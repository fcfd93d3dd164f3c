//! # Router Configuration
//!
//! Environment variable based configuration for route registration and lookup.
//!
//! ## Environment Variables
//!
//! ### `ROUTEKIT_DUPLICATE_NAMES`
//!
//! What happens when two routes are registered under the same name:
//! - `warn` (default): the later registration wins and a warning is logged
//! - `strict`: registration fails with `DuplicateRouteName`
//!
//! ### `ROUTEKIT_TRAILING_SLASH`
//!
//! - `strict` (default): a registered path ending in `/` (other than `/`
//!   itself) is rejected as malformed, and request paths are looked up verbatim
//! - `trim`: trailing slashes are removed from registered paths and from
//!   request paths before lookup
//!
//! ## Usage
//!
//! ```rust
//! use routekit::config::RouterConfig;
//!
//! let config = RouterConfig::from_env();
//! println!("duplicate names: {:?}", config.duplicate_names);
//! ```

use serde::{Deserialize, Serialize};
use std::env;

/// Policy for a route name that is registered twice.
#[derive(Debug, Clone, Copy, Default, PartialEq, Eq, Serialize, Deserialize)]
#[serde(rename_all = "snake_case")]
pub enum DuplicateNamePolicy {
    /// Last registration wins, with a logged warning
    #[default]
    Warn,
    /// Reject the second registration
    Strict,
}

impl DuplicateNamePolicy {
    pub fn parse(s: &str) -> Self {
        match s.to_lowercase().as_str() {
            "strict" => DuplicateNamePolicy::Strict,
            _ => DuplicateNamePolicy::Warn,
        }
    }
}

/// Handling of a trailing `/` on registered and requested paths.
#[derive(Debug, Clone, Copy, Default, PartialEq, Eq, Serialize, Deserialize)]
#[serde(rename_all = "snake_case")]
pub enum TrailingSlash {
    #[default]
    Strict,
    Trim,
}

impl TrailingSlash {
    pub fn parse(s: &str) -> Self {
        match s.to_lowercase().as_str() {
            "trim" => TrailingSlash::Trim,
            _ => TrailingSlash::Strict,
        }
    }

    /// Apply the policy to a path. Only `Trim` changes anything, and `/` is left alone.
    #[must_use]
    pub fn normalize<'a>(&self, path: &'a str) -> &'a str {
        match self {
            TrailingSlash::Trim if path.len() > 1 => {
                let trimmed = path.trim_end_matches('/');
                if trimmed.is_empty() {
                    "/"
                } else {
                    trimmed
                }
            }
            _ => path,
        }
    }
}

/// Configuration captured by a route collection when it is built.
#[derive(Debug, Clone, Copy, Default, PartialEq, Eq, Serialize, Deserialize)]
pub struct RouterConfig {
    pub duplicate_names: DuplicateNamePolicy,
    pub trailing_slash: TrailingSlash,
}

impl RouterConfig {
    /// Load configuration from environment variables.
    pub fn from_env() -> Self {
        let duplicate_names = env::var("ROUTEKIT_DUPLICATE_NAMES")
            .map(|v| DuplicateNamePolicy::parse(&v))
            .unwrap_or_default();
        let trailing_slash = env::var("ROUTEKIT_TRAILING_SLASH")
            .map(|v| TrailingSlash::parse(&v))
            .unwrap_or_default();
        RouterConfig {
            duplicate_names,
            trailing_slash,
        }
    }
}
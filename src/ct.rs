// Copyright (c) Meta Platforms, Inc. and affiliates.
//
// This source code is dual-licensed under either the MIT license found in the
// LICENSE-MIT file in the root directory of this source tree or the Apache
// License, Version 2.0 found in the LICENSE-APACHE file in the root directory
// of this source tree. You may select, at your option, one of the above-listed licenses.

//! Constant-time selection and comparison helpers.
//!
//! Every data-dependent decision in the tree and the ORAM goes through these
//! functions (or through `subtle` directly), so control flow never depends on secret data.

use std::iter::zip;
use subtle::{Choice, ConditionallySelectable, ConstantTimeGreater, ConstantTimeLess};

/// Returns `if_true` when `condition` is set and `if_false` otherwise, without branching on `condition`.
pub(crate) fn select<T: ConditionallySelectable>(condition: Choice, if_true: &T, if_false: &T) -> T {
    T::conditional_select(if_false, if_true, condition)
}

/// Three-way comparison: -1 if `a < b`, 0 if `a == b`, 1 if `a > b`.
pub(crate) fn ct_cmp<T: ConstantTimeGreater + ConstantTimeLess>(a: &T, b: &T) -> i8 {
    let greater = i8::conditional_select(&0, &1, a.ct_gt(b));
    let less = i8::conditional_select(&0, &1, a.ct_lt(b));
    greater - less
}

pub(crate) fn ct_max(a: u32, b: u32) -> u32 {
    select(a.ct_gt(&b), &a, &b)
}

/// Overwrites `destination` with `source` when `choice` is set.
pub(crate) fn conditional_assign_bytes(destination: &mut [u8], source: &[u8], choice: Choice) {
    assert_eq!(destination.len(), source.len());
    for (d, s) in zip(destination.iter_mut(), source) {
        d.conditional_assign(s, choice);
    }
}

#[cfg(test)]
mod tests {
    use super::*;

    #[test]
    fn select_picks_by_condition() {
        assert_eq!(select(1.into(), &3u64, &9u64), 3);
        assert_eq!(select(0.into(), &3u64, &9u64), 9);
    }

    #[test]
    fn three_way_compare() {
        assert_eq!(ct_cmp(&1u64, &2u64), -1);
        assert_eq!(ct_cmp(&2u64, &2u64), 0);
        assert_eq!(ct_cmp(&3u64, &2u64), 1);
    }

    #[test]
    fn max_of_heights() {
        assert_eq!(ct_max(0, 0), 0);
        assert_eq!(ct_max(4, 2), 4);
        assert_eq!(ct_max(2, 5), 5);
    }

    #[test]
    fn assign_bytes_only_when_chosen() {
        let mut destination = [1u8; 4];
        conditional_assign_bytes(&mut destination, &[2u8; 4], 0.into());
        assert_eq!(destination, [1u8; 4]);
        conditional_assign_bytes(&mut destination, &[2u8; 4], 1.into());
        assert_eq!(destination, [2u8; 4]);
    }
}
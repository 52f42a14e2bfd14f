// Copyright (c) Meta Platforms, Inc. and affiliates.
//
// This source code is dual-licensed under either the MIT license found in the
// LICENSE-MIT file in the root directory of this source tree or the Apache
// License, Version 2.0 found in the LICENSE-APACHE file in the root directory
// of this source tree. You may select, at your option, one of the above-listed licenses.

//! AVL tree nodes, which double as ORAM blocks.

use crate::{
    bid::{Bid, BID_SIZE},
    ct::conditional_assign_bytes,
    Leaf, OmapError, Value, VALUE_SIZE,
};
use subtle::{Choice, ConditionallySelectable, ConstantTimeEq};

/// The serialized size of a node. The encoding uses 93 bytes and pads to a multiple of 16.
pub const NODE_SIZE: usize = 96;

const KEY_OFFSET: usize = 0;
const VALUE_OFFSET: usize = KEY_OFFSET + BID_SIZE;
const LEFT_ID_OFFSET: usize = VALUE_OFFSET + VALUE_SIZE;
const RIGHT_ID_OFFSET: usize = LEFT_ID_OFFSET + BID_SIZE;
const LEFT_POS_OFFSET: usize = RIGHT_ID_OFFSET + BID_SIZE;
const RIGHT_POS_OFFSET: usize = LEFT_POS_OFFSET + 8;
const POS_OFFSET: usize = RIGHT_POS_OFFSET + 8;
const HEIGHT_OFFSET: usize = POS_OFFSET + 8;
const DUMMY_OFFSET: usize = HEIGHT_OFFSET + 4;

/// A tree node. Its key is also its ORAM block identifier, and `pos` is the leaf it is mapped to.
///
/// A dummy node fills an empty ORAM slot. Dummies have height 0, so an absent child reads as an empty subtree.
#[derive(Clone, Copy, PartialEq, Eq)]
pub struct Node {
    /// The key of this entry.
    pub key: Bid,
    /// The value of this entry.
    pub value: Value,
    /// The key of the left child, or `Bid::ZERO`.
    pub left_id: Bid,
    /// The key of the right child, or `Bid::ZERO`.
    pub right_id: Bid,
    /// The position of the left child.
    pub left_pos: Leaf,
    /// The position of the right child.
    pub right_pos: Leaf,
    /// The position of this node.
    pub pos: Leaf,
    /// The height of the subtree rooted here. Leaves have height 1.
    pub height: u32,
    dummy: u8,
}

impl Node {
    /// A fresh leaf node holding `key` and `value`.
    pub fn new(key: Bid, value: Value) -> Self {
        Self {
            key,
            value,
            left_id: Bid::ZERO,
            right_id: Bid::ZERO,
            left_pos: 0,
            right_pos: 0,
            pos: 0,
            height: 1,
            dummy: 0,
        }
    }

    /// An empty slot.
    pub fn dummy() -> Self {
        Self {
            height: 0,
            dummy: 1,
            ..Self::new(Bid::ZERO, [0u8; VALUE_SIZE])
        }
    }

    /// Whether this node is a dummy, in constant time.
    pub fn ct_is_dummy(&self) -> Choice {
        self.dummy.ct_eq(&1)
    }

    /// Whether this node is a dummy. Not constant-time.
    pub fn is_dummy(&self) -> bool {
        self.dummy == 1
    }

    pub(crate) fn conditional_mark_dummy(&mut self, choice: Choice) {
        self.dummy.conditional_assign(&1, choice);
    }

    /// The identifier and position of the left child if `left` is set, of the right child otherwise.
    pub fn child(&self, left: Choice) -> (Bid, Leaf) {
        (
            Bid::conditional_select(&self.right_id, &self.left_id, left),
            Leaf::conditional_select(&self.right_pos, &self.left_pos, left),
        )
    }

    /// When `apply` is set, points the left (if `left` is set) or right child at `(id, pos)`.
    pub fn set_child(&mut self, left: Choice, id: &Bid, pos: Leaf, apply: Choice) {
        self.left_id.conditional_assign(id, apply & left);
        self.left_pos.conditional_assign(&pos, apply & left);
        self.right_id.conditional_assign(id, apply & !left);
        self.right_pos.conditional_assign(&pos, apply & !left);
    }

    /// Serializes the node into its fixed-size encoding.
    pub fn to_bytes(&self) -> [u8; NODE_SIZE] {
        let mut bytes = [0u8; NODE_SIZE];
        bytes[KEY_OFFSET..VALUE_OFFSET].copy_from_slice(self.key.as_bytes());
        bytes[VALUE_OFFSET..LEFT_ID_OFFSET].copy_from_slice(&self.value);
        bytes[LEFT_ID_OFFSET..RIGHT_ID_OFFSET].copy_from_slice(self.left_id.as_bytes());
        bytes[RIGHT_ID_OFFSET..LEFT_POS_OFFSET].copy_from_slice(self.right_id.as_bytes());
        bytes[LEFT_POS_OFFSET..RIGHT_POS_OFFSET].copy_from_slice(&self.left_pos.to_le_bytes());
        bytes[RIGHT_POS_OFFSET..POS_OFFSET].copy_from_slice(&self.right_pos.to_le_bytes());
        bytes[POS_OFFSET..HEIGHT_OFFSET].copy_from_slice(&self.pos.to_le_bytes());
        bytes[HEIGHT_OFFSET..DUMMY_OFFSET].copy_from_slice(&self.height.to_le_bytes());
        bytes[DUMMY_OFFSET] = self.dummy;
        bytes
    }

    /// Parses a node from its fixed-size encoding.
    pub fn from_bytes(bytes: &[u8]) -> Result<Self, OmapError> {
        if bytes.len() != NODE_SIZE {
            return Err(OmapError::BucketIndexError);
        }
        let bid_at = |offset: usize| {
            let mut id = [0u8; BID_SIZE];
            id.copy_from_slice(&bytes[offset..offset + BID_SIZE]);
            Bid::new(id)
        };
        let u64_at = |offset: usize| {
            let mut word = [0u8; 8];
            word.copy_from_slice(&bytes[offset..offset + 8]);
            u64::from_le_bytes(word)
        };
        let mut value = [0u8; VALUE_SIZE];
        value.copy_from_slice(&bytes[VALUE_OFFSET..LEFT_ID_OFFSET]);
        let mut height = [0u8; 4];
        height.copy_from_slice(&bytes[HEIGHT_OFFSET..DUMMY_OFFSET]);

        Ok(Self {
            key: bid_at(KEY_OFFSET),
            value,
            left_id: bid_at(LEFT_ID_OFFSET),
            right_id: bid_at(RIGHT_ID_OFFSET),
            left_pos: u64_at(LEFT_POS_OFFSET),
            right_pos: u64_at(RIGHT_POS_OFFSET),
            pos: u64_at(POS_OFFSET),
            height: u32::from_le_bytes(height),
            dummy: bytes[DUMMY_OFFSET],
        })
    }
}

impl Default for Node {
    fn default() -> Self {
        Self::dummy()
    }
}

impl ConditionallySelectable for Node {
    fn conditional_select(a: &Self, b: &Self, choice: Choice) -> Self {
        let mut value = a.value;
        conditional_assign_bytes(&mut value, &b.value, choice);
        Self {
            key: Bid::conditional_select(&a.key, &b.key, choice),
            value,
            left_id: Bid::conditional_select(&a.left_id, &b.left_id, choice),
            right_id: Bid::conditional_select(&a.right_id, &b.right_id, choice),
            left_pos: u64::conditional_select(&a.left_pos, &b.left_pos, choice),
            right_pos: u64::conditional_select(&a.right_pos, &b.right_pos, choice),
            pos: u64::conditional_select(&a.pos, &b.pos, choice),
            height: u32::conditional_select(&a.height, &b.height, choice),
            dummy: u8::conditional_select(&a.dummy, &b.dummy, choice),
        }
    }
}

impl std::fmt::Debug for Node {
    fn fmt(&self, f: &mut std::fmt::Formatter<'_>) -> std::fmt::Result {
        if self.is_dummy() {
            write!(f, "Node::Dummy")
        } else {
            f.debug_struct("Node")
                .field("key", &self.key)
                .field("left_id", &self.left_id)
                .field("right_id", &self.right_id)
                .field("height", &self.height)
                .finish_non_exhaustive()
        }
    }
}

** About this exercise **
All lines from the beginning of the entries through the line marked "looked up verbatim" are to be output exactly; nothing else belongs in the answer.

** Reply **
repository fcfd93d3dd164f3c
//! # Router Configuration
//!
//! Environment variable based configuration for route registration and lookup.
//!
//! ## Environment Variables
//!
//! ### `ROUTEKIT_DUPLICATE_NAMES`
//!
//! What happens when two routes are registered under the same name:
//! - `warn` (default): the later registration wins and a warning is logged
//! - `strict`: registration fails with `DuplicateRouteName`
//!
//! ### `ROUTEKIT_TRAILING_SLASH`
//!
//! - `strict` (default): a registered path ending in `/` (other than `/`
//!   itself) is rejected as malformed, and request paths are looked up verbatim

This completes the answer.